[Records from a dataset]
□ □ □ □
impl PathSearch {
    pub const fn new(config: SearchConfig) -> Self {
        Self { config }
    }

    pub const fn config(&self) -> &SearchConfig {
        &self.config
    }

    /// Search the next batch of episodes of the agent's simulator.
    pub fn run<S: Simulator>(
        &self,
        agent: &mut NavAgent<S>,
    ) -> Result<Vec<SearchResult>, RolloutError> {
        tch::no_grad(|| self.run_batch(agent))
    }

    /// Search every episode once, or `iters` batches.
    pub fn run_epoch<S: Simulator>(
        &self,
        agent: &mut NavAgent<S>,
        iters: Option<usize>,
    ) -> Result<Vec<SearchResult>, RolloutError> {
        agent.simulator_mut().reset_epoch(false);
        let mut seen = HashSet::new();
        let mut results = Vec::new();
        let mut batches = 0;
        loop {
            let mut looped = false;
            for result in self.run(agent)? {
                if seen.insert(result.instr_id.clone()) {
                    results.push(result);
                } else {
                    looped = true;
                }
            }
            batches += 1;
            let done = match iters {
                Some(n) => batches >= n,
                None => looped,
            };
            if done {
                break;
            }
        }
        log::info!("searched {} instructions in {} batches", results.len(), batches);
        Ok(results)
    }

    fn run_batch<S: Simulator>(
        &self,
        agent: &mut NavAgent<S>,
    ) -> Result<Vec<SearchResult>, RolloutError> {
        let padding_idx = agent.config().encoder.padding_idx;
        let (sim, assembler, encoder, decoder) = agent.inference_parts();
        let device = assembler.device();
        let angle_size = assembler.angle_feat_size();
        let detail = decoder.capabilities().object_detail();

        // Encode in sorted order, then return to slot order
        let obs = sim.reset();
        let batch = sort_batch(&obs, padding_idx, device)?;
        let sorted_configs = assembler.configurations(&permute(&obs, &batch.perm))?;
        let encoded = encoder.encode(&batch.tokens, &batch.lengths, false);
        let context = encoder.configure(&encoded, &batch.tokens, &batch.lengths, &sorted_configs);
        let inverse = inverse_permutation(&batch.perm);
        let context = context.index_select(&inverse);
        let configs = sorted_configs.index_select(&inverse);
        let index = index_tensor(&inverse, device);
        let initial = DecoderState::initial(
            &encoded.h_t.index_select(0, &index),
            &encoded.c_t.index_select(0, &index),
            configs.max_count(),
        );

        let no_action = Tensor::zeros(&[angle_size as i64], (Kind::Float, device));
        let mut agents: Vec<AgentSearch> = obs
            .iter()
            .enumerate()
            .map(|(i, ob)| AgentSearch::new(ob, initial.row(i as i64), no_action.shallow_clone()))
            .collect();

        let mut rounds = 0;
        while rounds < self.config.max_rounds {
            rounds += 1;
            let selected: Vec<SearchKey> = agents
                .iter_mut()
                .map(|search| search.select(self.config.candidates))
                .collect();

            for (slot, (search, key)) in agents.iter().zip(&selected).enumerate() {
                let node = &search.nodes[key];
                sim.new_episode(
                    slot,
                    &search.scan,
                    &node.next_viewpoint,
                    node.location.heading,
                    node.location.elevation,
                );
            }
            let obs = sim.observations();
            for (slot, ((search, key), ob)) in agents.iter_mut().zip(&selected).zip(&obs).enumerate() {
                let expected = &search.nodes[key].next_viewpoint;
                if &ob.viewpoint != expected {
                    return Err(RolloutError::StateDivergence {
                        slot,
                        expected: expected.clone(),
                        actual: ob.viewpoint.clone(),
                    });
                }
                if !search.ended {
                    search.explore(ob, &*sim);
                }
            }

            let features = assembler.step_features(&obs, detail)?;
            let nodes: Vec<&SearchNode> = agents
                .iter()
                .zip(&selected)
                .map(|(search, key)| &search.nodes[key])
                .collect();
            let state = DecoderState::stack(&nodes.iter().map(|node| &node.decoder).collect::<Vec<_>>());
            let action = Tensor::stack(
                &nodes.iter().map(|node| &node.action_angle).collect::<Vec<_>>(),
                0,
            );
            let steps: Vec<usize> = nodes.iter().map(|node| node.log_probs.len()).collect();
            let input = DecoderInput {
                action: &action,
                features: &features,
                context: &context,
                configurations: &configs,
                steps: &steps,
                phase: None,
            };
            let output = decoder.step(&input, &state, false);
            let num_candidates = features.num_candidates();
            let log_probs = output
                .logits
                .masked_fill(&features.candidate_mask, f64::NEG_INFINITY)
                .log_softmax(-1, Kind::Float)
                .to_kind(Kind::Double)
                .reshape(&[-1]);
            let log_probs = Vec::<f64>::from(&log_probs);

            for (i, ((search, key), ob)) in agents.iter_mut().zip(&selected).zip(&obs).enumerate() {
                if search.ended || key.action == SearchAction::Stop {
                    continue;
                }
                let (parent_score, parent_log_probs) = {
                    let parent = &search.nodes[key];
                    (parent.score, parent.log_probs.clone())
                };
                let decoder_state = output.state.row(i as i64);
                for j in 0..=ob.candidate.len() {
                    let log_prob = log_probs[i * num_candidates + j];
                    let (action, next_viewpoint, location, action_angle) = match ob.candidate.get(j) {
                        Some(candidate) => {
                            let (heading, elevation) = view_angles(candidate.point_id);
                            let angle =
                                angle_feature(candidate.heading, candidate.elevation, angle_size);
                            (
                                SearchAction::Move(j),
                                candidate.viewpoint_id.clone(),
                                PathPoint {
                                    viewpoint: candidate.viewpoint_id.clone(),
                                    heading,
                                    elevation,
                                },
                                Tensor::of_slice(&angle).to_device(device),
                            )
                        }
                        None => (
                            SearchAction::Stop,
                            ob.viewpoint.clone(),
                            PathPoint {
                                viewpoint: ob.viewpoint.clone(),
                                heading: ob.heading,
                                elevation: ob.elevation,
                            },
                            no_action.shallow_clone(),
                        ),
                    };
                    let mut child_log_probs = parent_log_probs.clone();
                    child_log_probs.push(log_prob);
                    search.relax(
                        SearchKey {
                            viewpoint: ob.viewpoint.clone(),
                            action,
                        },
                        SearchNode {
                            next_viewpoint,
                            location,
                            decoder: decoder_state.shallow_clone(),
                            action_angle,
                            from: Some(key.clone()),
                            score: parent_score + log_prob,
                            log_probs: child_log_probs,
                            insertion: 0,
                        },
                    );
                }
            }

            for search in &mut agents {
                if search.visited.len() == search.nodes.len() {
                    search.ended = true;
                }
            }
            if agents.iter().all(|search| search.ended) {
                break;
            }
        }

        Ok(agents.into_iter().map(|search| search.finish(rounds)).collect())
    }
}

fn index_tensor(index: &[usize], device: Device) -> Tensor {
    let index: Vec<i64> = index.iter().map(|&i| i as i64).collect();
    Tensor::of_slice(&index).to_device(device)
}

/// Write search results as JSON.
pub fn write_search_results<P: AsRef<Path>>(path: P, results: &[SearchResult]) -> io::Result<()> {
    let mut writer = BufWriter::new(File::create(path)?);
    serde_json::to_writer_pretty(&mut writer, results)?;
    writer.flush()
}

#[cfg(test)]
mod tests {
    use super::*;
    use crate::agent::testing::toy_agent;
    use crate::agent::AgentKind;
    use crate::envs::{ToyConfig, ToyWorld};
    use rstest::{fixture, rstest};

    #[fixture]
    fn single() -> NavAgent<ToyWorld> {
        toy_agent(
            AgentKind::Configuration,
            ToyConfig {
                batch_size: 1,
                ..ToyConfig::default()
            },
        )
    }

    #[rstest]
    fn collects_at_most_candidates(mut single: NavAgent<ToyWorld>) {
        let search = PathSearch::new(SearchConfig {
            candidates: 2,
            max_rounds: 300,
        });
        let results = search.run(&mut single).unwrap();
        assert_eq!(results.len(), 1);
        let paths = &results[0].paths;
        assert!(!paths.is_empty());
        assert!(paths.len() <= 2);
        assert!(results[0].rounds < 300);
    }

    #[rstest]
    fn respects_round_cap(mut single: NavAgent<ToyWorld>) {
        let search = PathSearch::new(SearchConfig {
            candidates: 100,
            max_rounds: 3,
        });
        let results = search.run(&mut single).unwrap();
        assert!(results[0].rounds <= 3);
    }

    #[rstest]
    fn paths_reconstruct_from_start(mut single: NavAgent<ToyWorld>) {
        let search = PathSearch::new(SearchConfig::default());
        let result = search.run(&mut single).unwrap().remove(0);
        let start = &result.exploration[0];
        for path in &result.paths {
            assert_eq!(&path.trajectory[0].viewpoint, start);
            assert_eq!(path.actions.len(), path.trajectory.len() - 1);
            assert_eq!(path.log_probs.len(), path.actions.len());
            assert_eq!(path.actions.last(), Some(&SearchAction::Stop));
            let total: f64 = path.log_probs.iter().sum();
            assert!((total - path.score).abs() < 1e-6);
        }
        for pair in result.paths.windows(2) {
            assert!(pair[0].score >= pair[1].score);
        }
    }

    #[rstest]
    fn exploration_is_contiguous(mut single: NavAgent<ToyWorld>) {
        let result = PathSearch::default().run(&mut single).unwrap().remove(0);
        let position = |viewpoint: &str| -> i64 {
            viewpoint.rsplit_once('-').unwrap().1.parse().unwrap()
        };
        assert_eq!(result.exploration.first(), result.exploration.last());
        for pair in result.exploration.windows(2) {
            assert_eq!((position(&pair[0]) - position(&pair[1])).abs(), 1);
        }
    }

    #[test]
    fn epoch_covers_every_instruction() {
        let toy = ToyConfig::default();
        let num_episodes = toy.num_episodes;
        let mut agent = toy_agent(AgentKind::ConfigurationRelation, toy);
        let search = PathSearch::new(SearchConfig {
            candidates: 1,
            max_rounds: 50,
        });
        let results = search.run_epoch(&mut agent, None).unwrap();
        assert_eq!(results.len(), num_episodes);
    }

    #[test]
    fn view_angles_of_level_views() {
        let (heading, elevation) = view_angles(15);
        assert!((heading - PI / 2.0).abs() < 1e-12);
        assert_eq!(elevation, 0.0);
    }
}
□ □ □ □
Work order - Among the lines above, return those that hold the word "actions".

Result -
            assert_eq!(path.actions.len(), path.trajectory.len() - 1);
            assert_eq!(path.log_probs.len(), path.actions.len());
            assert_eq!(path.actions.last(), Some(&SearchAction::Stop));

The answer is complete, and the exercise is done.